Two Republican lawmakers are pressing Apple and the Federal Bureau of Investigation to provide information about spyware made by the Israeli company NSO Group, according to letters obtained by CNBC.
The letters, dated Thursday and signed by House Judiciary Committee Ranking Member Jim Jordan, R-Ohio, and subcommittee on civil rights Ranking Member Mike Johnson, R-La., come after The New York Times reported earlier this year that the FBI had acquired surveillance technology from the NSO Group.
"The Committee is examining the FBI's acquisition, testing, and use of NSO's spyware, and potential civil liberty implications of the use of Pegasus or Phantom against U.S. persons," the letter to Apple says.
Last year, an investigation by a coalition of news outlets found NSO's software was used to hack into the phones of journalists and activists. The NSO Group denied the findings of the report. But a few months after the investigation was published, the Biden administration blacklisted the firm, saying the company knowingly supplied its technology had to foreign governments who used it to "maliciously target" phones of dissidents, activists and journalists.
That technology, called Pegasus, is a spy tool that lets users hack into Apple iOS or Google Android phones and access messages on encrypted apps, all without requiring the victim to click on a malware link. Vice News had first reported that the NSO Group had pitched local U.S. police on a similarly-styled tool called Phantom. The Times wrote that the Israeli government had granted a special license allowing Phantom to target U.S. phones, a capability Pegasus does not have, with only U.S. government agencies allowed to buy the tool under the license. The company demonstrated the tool to the FBI, according to the Times.

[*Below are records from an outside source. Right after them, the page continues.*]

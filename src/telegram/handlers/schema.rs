//! Dispatcher schema and handler chain builders

use teloxide::dispatching::{UpdateFilterExt, UpdateHandler};
use teloxide::prelude::*;
use teloxide::types::Message;

use super::types::{HandlerDeps, HandlerError};
use crate::telegram::bot::Command;
use crate::telegram::callback::{route_action, PickerCallback};
use crate::telegram::messenger::{Messenger, TelegramMessenger};
use crate::telegram::search::handle_search;
use crate::telegram::texts;

/// Creates the main dispatcher schema for the Telegram bot.
///
/// Order matters: commands first, then free text, then button presses.
pub fn schema(deps: HandlerDeps) -> UpdateHandler<HandlerError> {
    let deps_messages = deps.clone();
    let deps_callback = deps;

    dptree::entry()
        .branch(command_handler())
        .branch(message_handler(deps_messages))
        .branch(callback_handler(deps_callback))
}

/// `/start` and `/help` both print the usage text.
fn command_handler() -> UpdateHandler<HandlerError> {
    Update::filter_message().branch(dptree::entry().filter_command::<Command>().endpoint(
        move |bot: Bot, msg: Message, cmd: Command| async move {
            log::info!("🎯 Received command: {:?} from chat {}", cmd, msg.chat.id);

            match cmd {
                Command::Start | Command::Help => {
                    TelegramMessenger::new(bot)
                        .send_text(msg.chat.id, texts::USAGE, None)
                        .await?;
                }
            }
            Ok(())
        },
    ))
}

/// Any other text message is a search query.
fn message_handler(deps: HandlerDeps) -> UpdateHandler<HandlerError> {
    Update::filter_message()
        .filter(|msg: Message| msg.text().is_some_and(|text| !text.starts_with('/')))
        .endpoint(move |bot: Bot, msg: Message| {
            let deps = deps.clone();
            async move {
                let text = msg.text().unwrap_or_default();
                let messenger = TelegramMessenger::new(bot);
                handle_search(&deps.store, deps.lyrics(), &messenger, msg.chat.id, text).await?;
                Ok(())
            }
        })
}

fn callback_handler(deps: HandlerDeps) -> UpdateHandler<HandlerError> {
    Update::filter_callback_query().endpoint(move |bot: Bot, q: CallbackQuery| {
        let deps = deps.clone();
        async move {
            let messenger = TelegramMessenger::new(bot);

            // Picker buttons only live on regular chat messages
            let Some(message) = q.message.as_ref() else {
                messenger.answer_callback(&q.id, None).await?;
                return Ok(());
            };

            let callback = PickerCallback {
                callback_id: &q.id,
                chat_id: message.chat().id,
                message_id: message.id(),
                data: q.data.as_deref().unwrap_or_default(),
            };
            let outcome = route_action(&deps.store, &deps.fulfillment, &messenger, callback).await?;
            log::debug!("Callback from chat {} → {:?}", message.chat().id, outcome);
            Ok(())
        }
    })
}
//! Paged result picker.
//!
//! Labels are 1-based and global (page 2 starts at "11."), while the
//! `sel:` token of each button carries the 0-based global index.

use teloxide::types::{InlineKeyboardButton, InlineKeyboardMarkup};

use crate::core::config::telegram::{MAX_BUTTON_LABEL_CHARS, PAGE_SIZE};
use crate::core::utils::truncate_chars;
use crate::lyrics::SongRecord;
use crate::telegram::callback::ActionToken;
use crate::telegram::texts;

/// One page of a result set. Borrowed, rebuilt on every render.
#[derive(Debug, Clone, Copy)]
pub struct PageView<'a> {
    records: &'a [SongRecord],
    page: usize,
    total_pages: usize,
}

impl<'a> PageView<'a> {
    /// Returns `None` when the page window is empty.
    pub fn new(records: &'a [SongRecord], page: usize) -> Option<Self> {
        let total_pages = total_pages(records.len());
        if page >= total_pages {
            return None;
        }
        Some(Self {
            records,
            page,
            total_pages,
        })
    }

    pub fn page(&self) -> usize {
        self.page
    }

    pub fn total_pages(&self) -> usize {
        self.total_pages
    }

    /// Global index of the first record on this page.
    pub fn start(&self) -> usize {
        self.page * PAGE_SIZE
    }

    /// Records on this page.
    pub fn window(&self) -> &'a [SongRecord] {
        let end = (self.start() + PAGE_SIZE).min(self.records.len());
        &self.records[self.start()..end]
    }

    pub fn has_prev(&self) -> bool {
        self.page > 0
    }

    pub fn has_next(&self) -> bool {
        self.page + 1 < self.total_pages
    }

    pub fn header(&self) -> String {
        texts::page_header(self.page, self.total_pages)
    }

    /// One button per record, then the navigation row.
    pub fn keyboard(&self) -> InlineKeyboardMarkup {
        let mut rows: Vec<Vec<InlineKeyboardButton>> = self
            .window()
            .iter()
            .enumerate()
            .map(|(offset, record)| {
                let index = self.start() + offset;
                vec![InlineKeyboardButton::callback(
                    button_label(index, record),
                    ActionToken::Select(index).to_string(),
                )]
            })
            .collect();

        let mut nav = Vec::with_capacity(3);
        if self.has_prev() {
            nav.push(InlineKeyboardButton::callback(
                texts::PREV_BUTTON,
                ActionToken::Navigate(self.page - 1).to_string(),
            ));
        }
        nav.push(InlineKeyboardButton::callback(
            texts::CANCEL_BUTTON,
            ActionToken::Cancel.to_string(),
        ));
        if self.has_next() {
            nav.push(InlineKeyboardButton::callback(
                texts::NEXT_BUTTON,
                ActionToken::Navigate(self.page + 1).to_string(),
            ));
        }
        rows.push(nav);

        InlineKeyboardMarkup::new(rows)
    }
}

/// `ceil(len / PAGE_SIZE)`
pub fn total_pages(len: usize) -> usize {
    len.div_ceil(PAGE_SIZE)
}

/// `"{index+1}. {track} - {artist}"`, capped for Telegram buttons.
pub fn button_label(index: usize, record: &SongRecord) -> String {
    truncate_chars(
        &format!("{}. {}", index + 1, record.display_title()),
        MAX_BUTTON_LABEL_CHARS,
    )
}
use std::sync::Arc;

use dashmap::DashMap;
use teloxide::types::ChatId;

use crate::lyrics::SongRecord;

/// Latest search results per chat.
///
/// Each chat has at most one result set; a new search replaces the previous
/// one wholesale. Sets are shared as `Arc<[SongRecord]>` so readers never
/// observe a half-written list.
///
/// Nothing is persisted: a restart forgets every set and old buttons answer
/// with "session expired".
#[derive(Debug, Default)]
pub struct ResultStore {
    sets: DashMap<ChatId, Arc<[SongRecord]>>,
}

impl ResultStore {
    pub fn new() -> Self {
        Self::default()
    }

    /// Replaces the chat's result set.
    pub fn put(&self, chat_id: ChatId, records: Vec<SongRecord>) -> Arc<[SongRecord]> {
        let set: Arc<[SongRecord]> = records.into();
        self.sets.insert(chat_id, Arc::clone(&set));
        log::debug!("Stored {} result(s) for chat {}", set.len(), chat_id);
        set
    }

    /// Returns the chat's current result set, if any.
    pub fn get(&self, chat_id: ChatId) -> Option<Arc<[SongRecord]>> {
        self.sets.get(&chat_id).map(|entry| Arc::clone(entry.value()))
    }

    /// Number of chats with a stored result set.
    pub fn len(&self) -> usize {
        self.sets.len()
    }

    pub fn is_empty(&self) -> bool {
        self.sets.is_empty()
    }
}
//! Lyrics Seeker - Telegram bot that finds a song by free-text search and
//! sends its audio, its lyrics and a link to the companion web app.
//!
//! # Module Structure
//!
//! - `core`: configuration, errors, logging, retry and small utilities
//! - `lyrics`: client for the LRCLIB-compatible lyrics provider
//! - `storage`: per-chat search results kept in memory
//! - `download`: audio backend, per-request artifact directory, fulfillment pipeline
//! - `telegram`: handler tree, result picker, callback routing
//! - `testing`: recording messenger used by tests

pub mod cli;
pub mod core;
pub mod download;
pub mod lyrics;
pub mod storage;
pub mod telegram;
pub mod testing;

// Re-export commonly used types for convenience
pub use crate::core::{config, AppError, AppResult};
pub use download::{fulfill, FulfillmentContext, FulfillmentReport};
pub use lyrics::{LyricsClient, SearchOutcome, SongRecord};
pub use storage::ResultStore;
pub use telegram::{schema, HandlerDeps};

In their letter to FBI Director Christopher Wray, Jordan and Johnson said they found the FBI's acquisition of NSO spyware to be "deeply troubling and presents significant risks to the civil liberties of U.S. persons."
The FBI bought and tested the Pegasus technology, according to the Times, and considered deploying Phantom in the U.S., before deciding against it. Still, the letter asks the FBI to hand over communications between the agency and the NSO Group or its subsidiaries about the agency's purchase, testing or use of NSO spyware and the potential legality of using Phantom against domestic targets.